A descendant, if you will, of the old GenCircles pedigree website, MyHeritage hosts more than 6.4 million family sites. Besides free sites, it offers Family Tree Builder software, a fun celebrity look-alike photo search, and a recently upgraded genealogy metasearch tool that looks for results in up to 1,350 sites and databases.

7. Pinterest

Pinterest is a photo uploading and sharing website usually used for fashion or recipes. But smart genealogists are using it to make free family trees and to organize their genealogy research.
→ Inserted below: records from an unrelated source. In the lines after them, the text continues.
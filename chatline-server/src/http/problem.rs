use axum::{
    http::StatusCode,
    response::{IntoResponse, Response},
};
use http::header::{CONTENT_TYPE, HeaderValue};
use serde::Serialize;
use serde_json::Value;
use utoipa::ToSchema;

/// RFC 7807 compliant error response body used throughout the API.
#[derive(Debug, Serialize, ToSchema)]
pub struct ProblemDetails {
    #[serde(rename = "type")]
    pub problem_type: String,
    pub title: String,
    pub status: u16,
    /// Stable machine-readable error code, e.g. `validation_failed`.
    pub code: String,
    pub message: String,
    #[serde(skip_serializing_if = "Option::is_none")]
    pub details: Option<Value>,
}

impl ProblemDetails {
    pub fn new(status: StatusCode, code: &'static str, message: impl Into<String>) -> Self {
        let title = status.canonical_reason().unwrap_or("Error").to_string();
        Self {
            problem_type: format!("https://chatline.dev/problems/{code}"),
            title,
            status: status.as_u16(),
            code: code.to_string(),
            message: message.into(),
            details: None,
        }
    }

    #[must_use]
    pub fn with_details(mut self, details: Value) -> Self {
        self.details = Some(details);
        self
    }
}

impl IntoResponse for ProblemDetails {
    fn into_response(self) -> Response {
        let status = StatusCode::from_u16(self.status).unwrap_or(StatusCode::INTERNAL_SERVER_ERROR);
        let mut response = (status, axum::Json(self)).into_response();
        response.headers_mut().insert(
            CONTENT_TYPE,
            HeaderValue::from_static("application/problem+json"),
        );
        response.headers_mut().insert(
            http::header::CACHE_CONTROL,
            HeaderValue::from_static("no-store"),
        );
        response
    }
}
pub mod request_context;
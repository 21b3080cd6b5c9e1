//! Shared fixtures for service tests.

use std::{collections::HashMap, sync::Arc, time::Duration};

use async_trait::async_trait;
use chrono::{TimeZone, Utc};
use shared::{
    config::server::HistoryConfig,
    models::{Message, MessageType, SendMessageRequest, Timestamp},
};

use super::{
    ConnectionRegistry, ConversationCache, Dispatcher, DurableLog, HistoryResolver, MemoryLog,
    Presence, UnreadLedger,
};
use crate::store::{KeyValueStore, MemoryStore, SharedStore, StoreError, StoreResult};

pub(crate) const TOPIC: &str = "chat-messages";

/// Store whose every operation fails as if the backend were unreachable.
#[derive(Debug, Default)]
pub(crate) struct FailingStore;

fn down<T>() -> StoreResult<T> {
    Err(StoreError::Unavailable("connection refused".into()))
}

#[async_trait]
impl KeyValueStore for FailingStore {
    async fn list_push_front_capped(&self, _: &str, _: String, _: usize) -> StoreResult<usize> {
        down()
    }
    async fn list_fill_if_empty(&self, _: &str, _: Vec<String>, _: usize) -> StoreResult<bool> {
        down()
    }
    async fn list_range(&self, _: &str, _: usize) -> StoreResult<Vec<String>> {
        down()
    }
    async fn list_len(&self, _: &str) -> StoreResult<usize> {
        down()
    }
    async fn hash_incr(&self, _: &str, _: &str, _: i64) -> StoreResult<i64> {
        down()
    }
    async fn hash_del(&self, _: &str, _: &str) -> StoreResult<()> {
        down()
    }
    async fn hash_get_all(&self, _: &str) -> StoreResult<HashMap<String, i64>> {
        down()
    }
    async fn set_with_ttl(&self, _: &str, _: String, _: Duration) -> StoreResult<()> {
        down()
    }
    async fn get(&self, _: &str) -> StoreResult<Option<String>> {
        down()
    }
    async fn delete(&self, _: &str) -> StoreResult<()> {
        down()
    }
}

/// Every service wired over one store and one log.
pub(crate) struct Fixture {
    pub log: Arc<MemoryLog>,
    pub registry: Arc<ConnectionRegistry>,
    pub presence: Presence,
    pub cache: ConversationCache,
    pub unread: UnreadLedger,
    pub dispatcher: Dispatcher,
    pub history: HistoryResolver,
}

impl Fixture {
    pub fn new() -> Self {
        Self::with_store(Arc::new(MemoryStore::new()))
    }

    pub fn with_store(store: SharedStore) -> Self {
        Self::with_parts(store, Arc::new(MemoryLog::new()))
    }

    pub fn with_parts(store: SharedStore, log: Arc<MemoryLog>) -> Self {
        Self::build(store, Arc::clone(&log) as Arc<dyn DurableLog>, log)
    }

    pub fn build(store: SharedStore, durable: Arc<dyn DurableLog>, log: Arc<MemoryLog>) -> Self {
        let registry = Arc::new(ConnectionRegistry::new());
        let presence = Presence::new(
            Arc::clone(&store),
            Duration::from_secs(3_600),
            Duration::from_secs(86_400),
        );
        let cache = ConversationCache::new(Arc::clone(&store), 100);
        let unread = UnreadLedger::new(Arc::clone(&store));
        let dispatcher = Dispatcher::new(
            Arc::clone(&durable),
            TOPIC,
            cache.clone(),
            presence.clone(),
            Arc::clone(&registry),
            unread.clone(),
        );
        let history = HistoryResolver::new(
            durable,
            TOPIC,
            Duration::from_secs(2),
            cache.clone(),
            unread.clone(),
            HistoryConfig::default(),
        );

        Self {
            log,
            registry,
            presence,
            cache,
            unread,
            dispatcher,
            history,
        }
    }
}

pub(crate) fn request(sender: &str, receiver: &str, content: &str) -> SendMessageRequest {
    SendMessageRequest {
        sender_id: sender.into(),
        sender: None,
        receiver_id: receiver.into(),
        content: content.into(),
        msg_type: None,
    }
}

/// A message stamped `second` seconds after a fixed instant.
pub(crate) fn message_at(sender: &str, receiver: &str, second: i64, content: &str) -> Message {
    let base = Utc.with_ymd_and_hms(2025, 3, 8, 14, 30, 0).unwrap();
    Message {
        sender_id: sender.into(),
        sender: String::new(),
        receiver_id: receiver.into(),
        content: content.into(),
        timestamp: Timestamp(base + chrono::Duration::seconds(second)),
        msg_type: MessageType::Text,
    }
}
use std::sync::Arc;

use metrics::counter;
use shared::models::{Delivery, LiveEvent, Message, SendMessageRequest};
use thiserror::Error;
use tracing::{debug, instrument, warn};

use super::{
    cache_store::ConversationCache,
    connection_registry::ConnectionRegistry,
    durable_log::{DurableLog, LogError},
    ingress::{self, ValidationError},
    presence::Presence,
    unread_ledger::UnreadLedger,
};

#[derive(Debug, Error)]
pub enum DispatchError {
    #[error("invalid message: {0}")]
    Validation(#[from] ValidationError),
    #[error("message was not persisted: {0}")]
    Persistence(#[from] LogError),
}

impl DispatchError {
    /// Stable machine-readable code shared by HTTP problems and live error frames.
    #[must_use]
    pub const fn code(&self) -> &'static str {
        match self {
            Self::Validation(_) => "validation_failed",
            Self::Persistence(_) => "persistence_failed",
        }
    }
}

/// Outcome of a successful dispatch.
#[derive(Debug, Clone, PartialEq, Eq)]
pub struct DispatchReceipt {
    pub message: Message,
    pub delivery: Delivery,
}

/// The write path: validate, persist, cache, then deliver live or tally unread.
#[derive(Clone)]
pub struct Dispatcher {
    log: Arc<dyn DurableLog>,
    topic: String,
    cache: ConversationCache,
    presence: Presence,
    registry: Arc<ConnectionRegistry>,
    unread: UnreadLedger,
}

impl std::fmt::Debug for Dispatcher {
    fn fmt(&self, f: &mut std::fmt::Formatter<'_>) -> std::fmt::Result {
        f.debug_struct("Dispatcher")
            .field("topic", &self.topic)
            .finish_non_exhaustive()
    }
}

impl Dispatcher {
    #[must_use]
    pub fn new(
        log: Arc<dyn DurableLog>,
        topic: impl Into<String>,
        cache: ConversationCache,
        presence: Presence,
        registry: Arc<ConnectionRegistry>,
        unread: UnreadLedger,
    ) -> Self {
        Self {
            log,
            topic: topic.into(),
            cache,
            presence,
            registry,
            unread,
        }
    }

    /// Dispatches an HTTP submission.
    ///
    /// # Errors
    /// See [`Dispatcher::dispatch`].
    pub async fn submit(&self, request: SendMessageRequest) -> Result<DispatchReceipt, DispatchError> {
        let message = ingress::normalize_request(request)?;
        self.dispatch(message).await
    }

    /// Dispatches a live-channel frame on behalf of the channel owner.
    ///
    /// # Errors
    /// See [`Dispatcher::dispatch`].
    pub async fn submit_frame(
        &self,
        owner: &str,
        request: SendMessageRequest,
    ) -> Result<DispatchReceipt, DispatchError> {
        let message = ingress::normalize_frame(owner, request)?;
        self.dispatch(message).await
    }

    /// Runs a normalized message through the write path.
    ///
    /// Nothing downstream of the durable log runs unless the append succeeded.
    /// Cache and unread failures are logged and do not fail the dispatch.
    ///
    /// # Errors
    /// [`DispatchError::Validation`] before any side effect, or
    /// [`DispatchError::Persistence`] when the append fails.
    #[instrument(
        name = "chat.dispatch",
        skip(self, message),
        fields(sender_id = %message.sender_id, receiver_id = %message.receiver_id),
        err
    )]
    pub async fn dispatch(&self, message: Message) -> Result<DispatchReceipt, DispatchError> {
        let key = ingress::validate(&message)?;
        let canonical = key.canonical();

        self.log.append(&self.topic, &canonical, &message).await?;
        counter!("chatline_messages_persisted_total").increment(1);

        if let Err(err) = self.cache.push(&key, &message).await {
            warn!(key = %canonical, error = %err, "failed to update conversation cache");
            counter!("chatline_cache_errors_total", "op" => "push").increment(1);
        }

        let delivery = self.deliver_or_tally(&message).await;
        counter!("chatline_delivery_total", "outcome" => delivery.outcome()).increment(1);

        self.presence.touch_activity(&message.sender_id).await;

        Ok(DispatchReceipt { message, delivery })
    }

    async fn deliver_or_tally(&self, message: &Message) -> Delivery {
        let receiver = message.receiver_id.as_str();

        let online = match self.presence.is_online(receiver).await {
            Ok(online) => online,
            Err(err) => {
                warn!(receiver, error = %err, "presence lookup failed; treating receiver as offline");
                false
            }
        };

        if online {
            let delivered = self
                .registry
                .send(
                    receiver,
                    LiveEvent::Message {
                        message: message.clone(),
                    },
                )
                .await;
            if !delivered {
                debug!(receiver, "receiver online but live queue unavailable; frame dropped");
            }
            return Delivery::Live { delivered };
        }

        match self.unread.increment(receiver, &message.sender_id).await {
            Ok(count) => Delivery::Unread { count },
            Err(err) => {
                warn!(receiver, error = %err, "failed to record unread message");
                Delivery::Unrecorded
            }
        }
    }
}
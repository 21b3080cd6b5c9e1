use chrono::{DateTime, Utc};
use serde::{Deserialize, Serialize};
use utoipa::ToSchema;

/// UTC instant serialized as RFC 3339 with sub-second precision.
#[derive(Debug, Clone, Copy, PartialEq, Eq, PartialOrd, Ord, Hash, Serialize, Deserialize, ToSchema)]
pub struct Timestamp(pub DateTime<Utc>);

impl Timestamp {
    #[must_use]
    pub fn now() -> Self {
        Self(Utc::now())
    }
}

impl From<DateTime<Utc>> for Timestamp {
    fn from(value: DateTime<Utc>) -> Self {
        Self(value)
    }
}
#![cfg_attr(not(test), forbid(unsafe_code))]

pub mod config;
pub mod models;
use std::sync::Arc;

use axum::{
    Router,
    extract::State,
    http::StatusCode,
    response::{IntoResponse, Json},
    routing::get,
};
use serde::Serialize;
use tracing::warn;

use crate::{app_state::AppState, db::bootstrap};

#[derive(Serialize)]
struct HealthResponse<'a> {
    status: &'a str,
    #[serde(skip_serializing_if = "Option::is_none")]
    backend: Option<&'a str>,
}

async fn healthz() -> impl IntoResponse {
    metrics::counter!("health_checks_total", "endpoint" => "healthz", "status" => "ok")
        .increment(1);
    (
        StatusCode::OK,
        Json(HealthResponse {
            status: "ok",
            backend: None,
        }),
    )
}

async fn readyz(State(state): State<Arc<AppState>>) -> impl IntoResponse {
    let Some(pool) = state.pool.as_ref() else {
        metrics::counter!("health_checks_total", "endpoint" => "readyz", "status" => "ok")
            .increment(1);
        return (
            StatusCode::OK,
            Json(HealthResponse {
                status: "ready",
                backend: Some("memory"),
            }),
        );
    };

    match bootstrap::ensure_readiness(pool).await {
        Ok(()) => {
            metrics::counter!("health_checks_total", "endpoint" => "readyz", "status" => "ok")
                .increment(1);
            (
                StatusCode::OK,
                Json(HealthResponse {
                    status: "ready",
                    backend: Some("postgres"),
                }),
            )
        }
        Err(err) => {
            warn!(error = %err, "readiness probe failed");
            metrics::counter!("health_checks_total", "endpoint" => "readyz", "status" => "error")
                .increment(1);
            (
                StatusCode::SERVICE_UNAVAILABLE,
                Json(HealthResponse {
                    status: "degraded",
                    backend: Some("postgres"),
                }),
            )
        }
    }
}

pub fn create_health_router() -> Router<Arc<AppState>> {
    Router::new()
        .route("/healthz", get(healthz))
        .route("/readyz", get(readyz))
}
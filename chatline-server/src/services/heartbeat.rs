use std::time::Duration;

use tokio::{task::JoinHandle, time::MissedTickBehavior};
use tokio_util::sync::CancellationToken;
use tracing::{debug, warn};

use super::presence::Presence;

/// Keeps `user_id` marked online while `token` is live.
///
/// Each tick renews the online marker and the activity timestamp. The first
/// tick happens one `interval` after spawning; the caller marks the user
/// online on connect.
pub fn spawn_heartbeat(
    presence: Presence,
    user_id: String,
    interval: Duration,
    token: CancellationToken,
) -> JoinHandle<()> {
    let cadence = interval.max(Duration::from_secs(1));

    tokio::spawn(async move {
        let mut ticker = tokio::time::interval_at(tokio::time::Instant::now() + cadence, cadence);
        ticker.set_missed_tick_behavior(MissedTickBehavior::Delay);

        loop {
            tokio::select! {
                biased;
                () = token.cancelled() => {
                    debug!(user_id, "heartbeat stopped");
                    break;
                }
                _ = ticker.tick() => {
                    if let Err(err) = presence.set_online(&user_id).await {
                        warn!(user_id, error = %err, "heartbeat failed to renew presence");
                    }
                    presence.touch_activity(&user_id).await;
                }
            }
        }
    })
}
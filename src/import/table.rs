use csv::StringRecord;

use crate::import::model::FatalInputError;

/// Cheap up-front check of the fatal input conditions, for paths that need
/// the verdict without materializing a full table (e.g. the escalation
/// controller before a registry miss).
pub fn ensure_parseable(content: &str) -> Result<(), FatalInputError> {
    let line_count = content.lines().filter(|l| !l.trim().is_empty()).count();
    if line_count < 2 {
        return Err(FatalInputError::TooFewLines(line_count));
    }
    let header_line = content
        .lines()
        .find(|l| !l.trim().is_empty())
        .unwrap_or("");
    let mut rdr = csv::ReaderBuilder::new()
        .has_headers(false)
        .flexible(true)
        .from_reader(header_line.as_bytes());
    match rdr.records().next() {
        Some(Ok(rec)) if rec.len() >= 2 => Ok(()),
        _ => Err(FatalInputError::UnsplittableHeader),
    }
}

/// An in-memory view of one CSV export: trimmed headers plus data records.
/// Per-record csv errors are collected rather than aborting the file.
#[derive(Debug)]
pub struct Table {
    headers: Vec<String>,
    lower_headers: Vec<String>,
    records: Vec<StringRecord>,
    record_errors: Vec<(usize, String)>,
}

impl Table {
    pub fn parse(content: &str) -> Result<Table, FatalInputError> {
        ensure_parseable(content)?;

        let mut rdr = csv::ReaderBuilder::new()
            .has_headers(true)
            .flexible(true)
            .trim(csv::Trim::All)
            .from_reader(content.as_bytes());

        let headers: Vec<String> = rdr
            .headers()
            .map_err(|_| FatalInputError::UnsplittableHeader)?
            .iter()
            .map(|h| h.trim().to_string())
            .collect();
        if headers.len() < 2 {
            return Err(FatalInputError::UnsplittableHeader);
        }
        let lower_headers = headers.iter().map(|h| h.to_lowercase()).collect();

        let mut records = Vec::new();
        let mut record_errors = Vec::new();
        for (i, record_res) in rdr.records().enumerate() {
            // Header counts as the first row, so data starts at 2.
            let row_num = i + 2;
            match record_res {
                Ok(r) => records.push(r),
                Err(e) => record_errors.push((row_num, format!("{e}"))),
            }
        }

        Ok(Table {
            headers,
            lower_headers,
            records,
            record_errors,
        })
    }

    pub fn headers(&self) -> &[String] {
        &self.headers
    }

    /// Index of the first alias present in the header, compared
    /// case-insensitively against trimmed header cells.
    pub fn col(&self, aliases: &[&str]) -> Option<usize> {
        for alias in aliases {
            if let Some(i) =
                self.lower_headers.iter().position(|h| h.as_str() == *alias)
            {
                return Some(i);
            }
        }
        None
    }

    pub fn data_row_count(&self) -> usize {
        self.records.len() + self.record_errors.len()
    }

    pub fn record_errors(&self) -> &[(usize, String)] {
        &self.record_errors
    }

    pub fn rows(&self) -> impl Iterator<Item = Row<'_>> {
        self.records.iter().enumerate().map(move |(i, record)| Row {
            table: self,
            record,
            row_num: i + 2,
        })
    }
}

/// One data row, addressed through resolved column indices.
pub struct Row<'t> {
    table: &'t Table,
    record: &'t StringRecord,
    row_num: usize,
}

impl<'t> Row<'t> {
    pub fn row_num(&self) -> usize {
        self.row_num
    }

    /// Cell at the resolved column, or "" when the column is absent or the
    /// row is short.
    pub fn get(&self, col: Option<usize>) -> &'t str {
        col.and_then(|i| self.record.get(i)).unwrap_or("").trim()
    }

    /// (header, cell) pairs for fingerprinting. Short rows yield "" cells.
    pub fn pairs(&self) -> Vec<(&'t str, &'t str)> {
        self.table
            .headers
            .iter()
            .enumerate()
            .map(|(i, h)| (h.as_str(), self.record.get(i).unwrap_or("").trim()))
            .collect()
    }
}
use std::str::FromStr;

use lazy_static::lazy_static;
use regex::Regex;
use rust_decimal::Decimal;

use crate::util::basic::SError;

// These were deprecated as methods on Decimal, so re-implement them.
pub fn is_positive(d: &Decimal) -> bool {
    d.is_sign_positive() && !d.is_zero()
}

pub fn is_negative(d: &Decimal) -> bool {
    d.is_sign_negative() && !d.is_zero()
}

lazy_static! {
    // "USD 111.97" style prefixes
    static ref CURRENCY_PREFIX_RE: Regex = Regex::new(r"^[A-Za-z]{3}\s+").unwrap();
    // "180.25X1" style lot-multiplier suffixes
    static ref MULTIPLIER_SUFFIX_RE: Regex = Regex::new(r"[xX]\d+$").unwrap();
}

/// Parses a numeric cell the way brokers actually write them: optional
/// quoting, currency codes or symbols, thousands separators, decimal commas,
/// and lot-multiplier suffixes.
///
/// Comma handling: when both separators appear, whichever occurs first is the
/// thousands separator. A lone comma is read as a decimal comma; repeated
/// commas are thousands separators.
pub fn parse_amount(raw: &str) -> Result<Decimal, SError> {
    let s = raw.trim().trim_matches('"').trim_matches('\'').trim();
    if s.is_empty() {
        return Err("Empty numeric value".to_string());
    }

    let s = CURRENCY_PREFIX_RE.replace(s, "");
    let s = MULTIPLIER_SUFFIX_RE.replace(&s, "");
    let s: String = s
        .chars()
        .filter(|c| !matches!(c, '$' | '€' | '£' | '¥' | ' ' | '\u{a0}'))
        .collect();

    let has_comma = s.contains(',');
    let has_dot = s.contains('.');
    let cleaned = if has_comma && has_dot {
        if s.find(',') < s.find('.') {
            s.replace(',', "")
        } else {
            s.replace('.', "").replace(',', ".")
        }
    } else if has_comma {
        if s.matches(',').count() > 1 {
            s.replace(',', "")
        } else {
            s.replace(',', ".")
        }
    } else {
        s
    };

    Decimal::from_str(&cleaned)
        .map_err(|e| format!("Invalid number \"{}\": {e}", raw.trim()))
}
use lazy_static::lazy_static;
use regex::Regex;
pub use time::OffsetDateTime;
use time::{Date, Month, Time};

use crate::util::basic::SError;

/// Date layouts observed across broker exports. Every layout may carry an
/// optional time-of-day tail, which is preserved in the parsed timestamp.
#[derive(Clone, Copy, PartialEq, Eq, Debug)]
pub enum DateConvention {
    Iso,
    DayMonthYearSlash,
    MonthDayYearSlash,
    DayMonthYearDash,
}

lazy_static! {
    static ref YMD_RE: Regex = Regex::new(
        r"^(\d{4})[/.\-](\d{1,2})[/.\-](\d{1,2})(?:[ T](\d{1,2}):(\d{2})(?::(\d{2}))?)?"
    )
    .unwrap();
    static ref DMY_OR_MDY_RE: Regex = Regex::new(
        r"^(\d{1,2})[/.\-](\d{1,2})[/.\-](\d{2,4})(?:[ T](\d{1,2}):(\d{2})(?::(\d{2}))?)?"
    )
    .unwrap();
}

fn build_datetime(
    year: i32,
    month: u32,
    day: u32,
    hms: (u32, u32, u32),
) -> Result<OffsetDateTime, SError> {
    let month = Month::try_from(
        u8::try_from(month).map_err(|_| format!("Month {month} out of range"))?,
    )
    .map_err(|e| format!("{e}"))?;
    let date = Date::from_calendar_date(
        year,
        month,
        u8::try_from(day).map_err(|_| format!("Day {day} out of range"))?,
    )
    .map_err(|e| format!("{e}"))?;
    let (h, m, s) = hms;
    let time =
        Time::from_hms(h as u8, m as u8, s as u8).map_err(|e| format!("{e}"))?;
    Ok(date.with_time(time).assume_utc())
}

fn cap_u32(caps: &regex::Captures, i: usize) -> u32 {
    caps.get(i)
        .map(|m| m.as_str().parse::<u32>().unwrap_or(0))
        .unwrap_or(0)
}

/// Parses a date or date-time cell into a UTC timestamp.
///
/// ISO forms (with or without a time tail) are always accepted, since brokers
/// occasionally switch their exports to ISO without notice. The declared
/// convention only decides how an ambiguous two-number prefix is read.
pub fn parse_datetime(
    raw: &str,
    convention: DateConvention,
) -> Result<OffsetDateTime, SError> {
    let s = raw.trim();
    if s.is_empty() {
        return Err("Empty date value".to_string());
    }

    if let Some(caps) = YMD_RE.captures(s) {
        let year: i32 =
            caps[1].parse().map_err(|_| format!("Bad year in \"{s}\""))?;
        return build_datetime(
            year,
            cap_u32(&caps, 2),
            cap_u32(&caps, 3),
            (cap_u32(&caps, 4), cap_u32(&caps, 5), cap_u32(&caps, 6)),
        );
    }

    let caps = match convention {
        DateConvention::Iso => None,
        _ => DMY_OR_MDY_RE.captures(s),
    };
    let caps = caps.ok_or(format!("Unable to parse date \"{s}\""))?;

    let a = cap_u32(&caps, 1);
    let b = cap_u32(&caps, 2);
    let (day, month) = match convention {
        DateConvention::MonthDayYearSlash => (b, a),
        _ => (a, b),
    };
    let mut year: i32 =
        caps[3].parse().map_err(|_| format!("Bad year in \"{s}\""))?;
    if caps[3].len() == 2 {
        year += 2000;
    }
    build_datetime(
        year,
        month,
        day,
        (cap_u32(&caps, 4), cap_u32(&caps, 5), cap_u32(&caps, 6)),
    )
}

#[cfg(test)]
mod tests {
    use time::macros::datetime;

    use super::{parse_datetime, DateConvention};

    #[test]
    fn test_parse_iso() {
        let d = parse_datetime("2024-01-15", DateConvention::Iso).unwrap();
        assert_eq!(d, datetime!(2024-01-15 00:00:00 UTC));

        let d = parse_datetime("2024-01-15 10:30:00", DateConvention::Iso).unwrap();
        assert_eq!(d, datetime!(2024-01-15 10:30:00 UTC));

        let d = parse_datetime("2024-01-15T10:30:00Z", DateConvention::Iso).unwrap();
        assert_eq!(d, datetime!(2024-01-15 10:30:00 UTC));

        parse_datetime("2024-13-01", DateConvention::Iso).unwrap_err();
        parse_datetime("2024-01-41", DateConvention::Iso).unwrap_err();
        parse_datetime("", DateConvention::Iso).unwrap_err();
    }

    #[test]
    fn test_parse_day_first() {
        let d = parse_datetime(
            "15/01/2024 10:30:00",
            DateConvention::DayMonthYearSlash,
        )
        .unwrap();
        assert_eq!(d, datetime!(2024-01-15 10:30:00 UTC));

        let d =
            parse_datetime("01-03-2024", DateConvention::DayMonthYearDash).unwrap();
        assert_eq!(d, datetime!(2024-03-01 00:00:00 UTC));

        // Two digit years are read as 20xx.
        let d =
            parse_datetime("15/01/24", DateConvention::DayMonthYearSlash).unwrap();
        assert_eq!(d, datetime!(2024-01-15 00:00:00 UTC));
    }

    #[test]
    fn test_parse_month_first() {
        let d =
            parse_datetime("01/15/2024", DateConvention::MonthDayYearSlash).unwrap();
        assert_eq!(d, datetime!(2024-01-15 00:00:00 UTC));

        parse_datetime("15/01/2024", DateConvention::MonthDayYearSlash).unwrap_err();
    }

    #[test]
    fn test_iso_always_accepted() {
        // Day-first exports sometimes flip to ISO mid-history.
        let d =
            parse_datetime("2024-01-15", DateConvention::DayMonthYearSlash).unwrap();
        assert_eq!(d, datetime!(2024-01-15 00:00:00 UTC));
    }

    #[test]
    fn test_iso_rejects_day_first() {
        parse_datetime("15/01/2024", DateConvention::Iso).unwrap_err();
    }
}
use regex::Regex;
use std::{fmt::Debug, iter::zip};

pub fn assert_re(pattern: &str, haystack: &str) {
    let re = Regex::new(pattern).unwrap();
    assert!(re.is_match(haystack), "{:?} did not match {:?}", haystack, re);
}

fn eprint_vecs<T: PartialEq + Debug>(left: &Vec<T>, right: &Vec<T>) {
    let mut err_str = "left != right. left: [\n".to_string();
    for o in left {
        err_str += &format!("{:?},\n", o).to_string();
    }
    err_str += "] != right: [\n";
    for o in right {
        err_str += &format!("{:?},\n", o).to_string();
    }
    eprintln!("{}", err_str);
}

pub fn assert_vec_eq<T: PartialEq + Debug>(left: Vec<T>, right: Vec<T>) {
    assert_vecr_eq(&left, &right);
}

pub fn assert_vecr_eq<T: PartialEq + Debug>(left: &Vec<T>, right: &Vec<T>) {
    if left == right {
        return;
    }
    eprint_vecs(&left, &right);

    if left.len() != right.len() {
        eprintln!(
            "size of left ({}) != size of right ({})",
            left.len(),
            right.len()
        );
        panic!();
    }
    let mut i = 0;
    for (l, r) in zip(left, right) {
        if l != r {
            eprintln!("Mismatch at index {}:", i);
            eprintln!("left: {:#?} != right: {:#?}", l, r);
        }

        i += 1;
    }
    panic!();
}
Upload photos of your family (boards can be made private) or use Pinterest to keep different family recipes and research material in easy, separate boards.

8. TribalPages $

One of the first sites to make the leap from plain pedigree files to online family trees, TribalPages has grown to more than 350,000 family sites with 50 million names.

9. WikiTree 

Combining genealogy research with DNA, WikiTree allows you to participate in a global family tree. Add your own family to the 12 million profiles already edited by over 300,000 genealogists. The WikiTree Honor Code makes for a safe and easy-to-use website for all.

10. WeRelate

“Part encyclopedia, part social network,” this free wiki is sponsored by the Foundation for On-Line Genealogy in partnership with the Allen County (Ind.) Public Library. In addition to pages for more than 2 million people and families, WeRelate searches nearly 1 million sources, including microfilms and Web sites.